筑陽学園、関東王者・桐蔭学園を7回コールドで下す!桐蔭学園、失策が響く



ホームランを放った福岡大真(筑陽学園)

 初出場同士の対戦。もっとも桐蔭学園に関しては、長く高校野球をみている人にとっては、全国舞台への復帰戦という意味合いもある。

 ともに複数の投手を擁するチーム。打たせて取るタイプが多いだけに、守りが大きなポイントになる。

 1回裏筑陽学園は、1番・中村 敢晴の右前安打などで一死一、三塁のチャンスを作ったが、桐蔭学園の先発・伊禮海斗が、ここは踏ん張った。

 しかし2回裏は、6番・福岡 大真がセンターオーバーの二塁打を放つと、7番・進藤 勇也の犠打、8番・石川 湧喜のスクイズで、筑陽学園が1点を先制した。「石川はバントがうまくありません。『スクイズ行くか』と言ったら、『練習しているので大丈夫です』と言うからやりました」と、江口祐司監督は語る。江口監督は石川の担任だそうで、普段の学校生活の延長のような雰囲気が、チームをリラックスさせている。

 さらに筑陽学園は、先発投手でもある9番の西 雄大のセンターへの当たりを、桐蔭学園の中堅手が捕り切れず、二塁打となる。その後、連続四死球で満塁となり、3番・弥富紘介、4番・江原 佑哉の連続安打でさらに3点を追加する。

 桐蔭学園の先発・伊禮の状態について、片桐健一監督は、「悪くはなかったけれども、すごくいいわけでもなかったです」と言う。もっとも伊禮投手にすれば、神宮球場のマウンドに、うまく適応できなかったようだ。
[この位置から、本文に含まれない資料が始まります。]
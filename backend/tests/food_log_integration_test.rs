//! Integration tests for food entries and the derived daily totals

mod common;

use axum::http::StatusCode;
use calorie_tracker_backend::services::food_log::FoodLogService;
use calorie_tracker_shared::types::CreateFoodEntryRequest;
use chrono::NaiveDate;
use serde_json::{json, Value};
use tokio::task::JoinSet;
use uuid::Uuid;

const DAY: &str = "2024-03-01";

async fn add_entry(app: &common::TestApp, token: &str, body: Value) -> String {
    let (status, response) = app.post_auth("/api/food/entry", &body.to_string(), token).await;
    assert_eq!(status, StatusCode::CREATED, "add entry failed: {}", response);

    let response: Value = serde_json::from_str(&response).unwrap();
    assert_eq!(response["message"], "Food entry added successfully");
    response["entryId"].as_str().unwrap().to_string()
}

async fn daily_total(app: &common::TestApp, token: &str, date: &str) -> Value {
    let (status, response) = app
        .get_auth(&format!("/api/food/daily-total/{}", date), token)
        .await;
    assert_eq!(status, StatusCode::OK);
    serde_json::from_str(&response).unwrap()
}

fn apple(quantity: f64) -> Value {
    json!({
        "food_name": "Apple",
        "calories": 95,
        "protein": 0.5,
        "carbs": 25,
        "fat": 0.3,
        "serving_size": "1 medium apple",
        "quantity": quantity,
        "date": DAY
    })
}

fn chicken(quantity: f64) -> Value {
    json!({
        "food_name": "Chicken Breast",
        "calories": 165,
        "protein": 31,
        "carbs": 0,
        "fat": 3.6,
        "serving_size": "3 oz cooked",
        "quantity": quantity,
        "date": DAY
    })
}

#[tokio::test]
#[ignore = "requires database"]
async fn test_totals_follow_add_update_delete() {
    let app = common::TestApp::new().await;
    let user = app.register_user(json!({ "target_calories": 2000 })).await;

    let apple_id = add_entry(&app, &user.token, apple(2.0)).await;
    let totals = daily_total(&app, &user.token, DAY).await;
    assert_eq!(totals["total_calories"], 190.0);
    assert_eq!(totals["total_protein"], 1.0);
    assert_eq!(totals["total_carbs"], 50.0);

    let chicken_id = add_entry(&app, &user.token, chicken(1.0)).await;
    let totals = daily_total(&app, &user.token, DAY).await;
    assert_eq!(totals["total_calories"], 355.0);
    assert_eq!(totals["total_protein"], 32.0);
    assert_eq!(totals["total_fat"], 4.2);

    // Halving the apples removes 95 kcal
    let body = json!({ "quantity": 1 });
    let (status, response) = app
        .put_auth(&format!("/api/food/entry/{}", apple_id), &body.to_string(), &user.token)
        .await;
    assert_eq!(status, StatusCode::OK);
    let response: Value = serde_json::from_str(&response).unwrap();
    assert_eq!(response["message"], "Food entry updated successfully");

    let totals = daily_total(&app, &user.token, DAY).await;
    assert_eq!(totals["total_calories"], 260.0);
    assert_eq!(totals["target_calories"], 2000);
    assert_eq!(totals["remaining_calories"], 1740.0);
    assert_eq!(totals["progress_percent"], 13.0);

    let (status, _) = app
        .delete_auth(&format!("/api/food/entry/{}", chicken_id), &user.token)
        .await;
    assert_eq!(status, StatusCode::OK);
    let (status, _) = app
        .delete_auth(&format!("/api/food/entry/{}", apple_id), &user.token)
        .await;
    assert_eq!(status, StatusCode::OK);

    // Last entry gone: the row stays, all zeros
    let totals = daily_total(&app, &user.token, DAY).await;
    assert_eq!(totals["total_calories"], 0.0);
    assert_eq!(totals["total_protein"], 0.0);
    assert_eq!(totals["progress_percent"], 0.0);

    app.cleanup_user(&user).await;
}

#[tokio::test]
#[ignore = "requires database"]
async fn test_entries_listed_newest_first() {
    let app = common::TestApp::new().await;
    let user = app.create_test_user().await;

    let first = add_entry(&app, &user.token, apple(1.0)).await;
    let second = add_entry(&app, &user.token, chicken(1.5)).await;

    let (status, response) = app
        .get_auth(&format!("/api/food/entries/{}", DAY), &user.token)
        .await;
    assert_eq!(status, StatusCode::OK);

    let entries: Vec<Value> = serde_json::from_str(&response).unwrap();
    assert_eq!(entries.len(), 2);
    assert_eq!(entries[0]["id"], second);
    assert_eq!(entries[1]["id"], first);
    assert_eq!(entries[0]["quantity"], 1.5);
    assert_eq!(entries[0]["serving_size"], "3 oz cooked");

    let (_, response) = app.get_auth("/api/food/entries/2024-03-02", &user.token).await;
    let entries: Vec<Value> = serde_json::from_str(&response).unwrap();
    assert!(entries.is_empty());

    app.cleanup_user(&user).await;
}

#[tokio::test]
#[ignore = "requires database"]
async fn test_entries_are_private() {
    let app = common::TestApp::new().await;
    let alice = app.create_test_user().await;
    let bob = app.create_test_user().await;

    let entry_id = add_entry(&app, &alice.token, apple(1.0)).await;

    let body = json!({ "quantity": 3 });
    let (status, _) = app
        .put_auth(&format!("/api/food/entry/{}", entry_id), &body.to_string(), &bob.token)
        .await;
    assert_eq!(status, StatusCode::NOT_FOUND);

    let (status, _) = app
        .delete_auth(&format!("/api/food/entry/{}", entry_id), &bob.token)
        .await;
    assert_eq!(status, StatusCode::NOT_FOUND);

    let (_, response) = app
        .get_auth(&format!("/api/food/entries/{}", DAY), &bob.token)
        .await;
    let entries: Vec<Value> = serde_json::from_str(&response).unwrap();
    assert!(entries.is_empty());

    // Alice's totals are untouched
    let totals = daily_total(&app, &alice.token, DAY).await;
    assert_eq!(totals["total_calories"], 95.0);

    app.cleanup_user(&alice).await;
    app.cleanup_user(&bob).await;
}

#[tokio::test]
#[ignore = "requires database"]
async fn test_invalid_entries_rejected() {
    let app = common::TestApp::new().await;
    let user = app.create_test_user().await;

    let mut zero_quantity = apple(1.0);
    zero_quantity["quantity"] = json!(0);
    let mut negative_calories = apple(1.0);
    negative_calories["calories"] = json!(-5);
    let mut blank_name = apple(1.0);
    blank_name["food_name"] = json!("");

    for body in [zero_quantity, negative_calories, blank_name] {
        let (status, _) = app.post_auth("/api/food/entry", &body.to_string(), &user.token).await;
        assert_eq!(status, StatusCode::BAD_REQUEST, "{}", body);
    }

    let totals = daily_total(&app, &user.token, DAY).await;
    assert_eq!(totals["total_calories"], 0.0);

    app.cleanup_user(&user).await;
}

#[tokio::test]
#[ignore = "requires database"]
async fn test_daily_total_without_target() {
    let app = common::TestApp::new().await;
    let user = app.create_test_user().await;

    add_entry(&app, &user.token, chicken(2.0)).await;
    let totals = daily_total(&app, &user.token, DAY).await;

    assert_eq!(totals["total_calories"], 330.0);
    assert!(totals["target_calories"].is_null());
    assert!(totals["remaining_calories"].is_null());
    assert_eq!(totals["progress_percent"], 0.0);

    app.cleanup_user(&user).await;
}

#[tokio::test]
#[ignore = "requires database"]
async fn test_weekly_progress_window() {
    let app = common::TestApp::new().await;
    let user = app.create_test_user().await;

    for date in ["2024-02-22", "2024-02-23", "2024-03-01", "2024-03-02"] {
        let mut body = apple(1.0);
        body["date"] = json!(date);
        add_entry(&app, &user.token, body).await;
    }

    let (status, response) = app
        .get_auth("/api/food/weekly-progress?end=2024-03-01", &user.token)
        .await;
    assert_eq!(status, StatusCode::OK);

    let points: Vec<Value> = serde_json::from_str(&response).unwrap();
    assert_eq!(points.len(), 8);
    assert_eq!(points[0]["date"], "2024-02-23");
    assert_eq!(points[0]["total_calories"], 95.0);
    assert_eq!(points[1]["total_calories"], 0.0);
    assert_eq!(points[7]["date"], "2024-03-01");
    assert_eq!(points[7]["total_calories"], 95.0);

    app.cleanup_user(&user).await;
}

#[tokio::test]
#[ignore = "requires database"]
async fn test_concurrent_writes_keep_totals_consistent() {
    let app = common::TestApp::new().await;
    let user = app.create_test_user().await;
    let user_id = Uuid::parse_str(&user.id).unwrap();
    let date = NaiveDate::from_ymd_opt(2024, 3, 1).unwrap();

    let mut adds = JoinSet::new();
    for i in 0..20 {
        let pool = app.pool.clone();
        adds.spawn(async move {
            let req = CreateFoodEntryRequest {
                food_name: format!("Snack {}", i),
                calories: 100.0,
                protein: Some(1.0),
                carbs: None,
                fat: None,
                serving_size: None,
                quantity: 1.0,
                date,
            };
            FoodLogService::add_entry(&pool, user_id, req).await
        });
    }
    let mut entry_ids = Vec::new();
    while let Some(result) = adds.join_next().await {
        entry_ids.push(Uuid::parse_str(&result.unwrap().unwrap().entry_id).unwrap());
    }

    let totals = daily_total(&app, &user.token, DAY).await;
    assert_eq!(totals["total_calories"], 2000.0);
    assert_eq!(totals["total_protein"], 20.0);

    let mut deletes = JoinSet::new();
    for entry_id in entry_ids.into_iter().take(10) {
        let pool = app.pool.clone();
        deletes.spawn(async move { FoodLogService::delete_entry(&pool, user_id, entry_id).await });
    }
    while let Some(result) = deletes.join_next().await {
        result.unwrap().unwrap();
    }

    let totals = daily_total(&app, &user.token, DAY).await;
    assert_eq!(totals["total_calories"], 1000.0);
    assert_eq!(totals["total_protein"], 10.0);

    app.cleanup_user(&user).await;
}
//! Authentication extractor
//!
//! `AuthUser` validates the `Authorization: Bearer <token>` header with the
//! pre-computed JWT keys from `AppState`.

use crate::error::ApiError;
use crate::state::AppState;
use axum::{
    extract::FromRef,
    http::{header::AUTHORIZATION, request::Parts},
};
use uuid::Uuid;

/// Authenticated user extracted from JWT
#[derive(Debug, Clone, Copy)]
pub struct AuthUser {
    pub user_id: Uuid,
}

impl AuthUser {
    /// Reject access to another user's resources
    pub fn ensure_owner(&self, user_id: Uuid) -> Result<(), ApiError> {
        if self.user_id != user_id {
            return Err(ApiError::Forbidden(
                "Cannot access another user's profile".to_string(),
            ));
        }
        Ok(())
    }
}

/// Pull the bearer token out of the request headers
fn bearer_token(parts: &Parts) -> Result<&str, ApiError> {
    let auth_header = parts
        .headers
        .get(AUTHORIZATION)
        .and_then(|value| value.to_str().ok())
        .ok_or_else(|| ApiError::Unauthorized("Access token required".to_string()))?;

    auth_header
        .strip_prefix("Bearer ")
        .filter(|token| !token.is_empty())
        .ok_or_else(|| ApiError::Unauthorized("Invalid authorization format".to_string()))
}

#[axum::async_trait]
impl<S> axum::extract::FromRequestParts<S> for AuthUser
where
    AppState: FromRef<S>,
    S: Send + Sync,
{
    type Rejection = ApiError;

    async fn from_request_parts(parts: &mut Parts, state: &S) -> Result<Self, Self::Rejection> {
        let app_state = AppState::from_ref(state);
        let token = bearer_token(parts)?;

        let claims = app_state
            .jwt()
            .validate_access_token(token)
            .map_err(|e| ApiError::Unauthorized(e.to_string()))?;

        let user_id = claims
            .user_id()
            .map_err(|e| ApiError::Unauthorized(e.to_string()))?;

        Ok(AuthUser { user_id })
    }
}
 3回裏は、桐蔭学園にとっては、かなり手痛い形で点を失う。

 安打2本で無死一、二塁の場面で、9番・西の遊ゴロを、桐蔭学園の遊撃手・森 敬斗が二塁に送球したところ、暴投となり、まず1点を失う。さらに1番・中村の左前安打で筑陽学園は1点を追加。3番・弥富の遊ゴロを森が今度はボールをこぼして、筑陽学園は1点を追加する。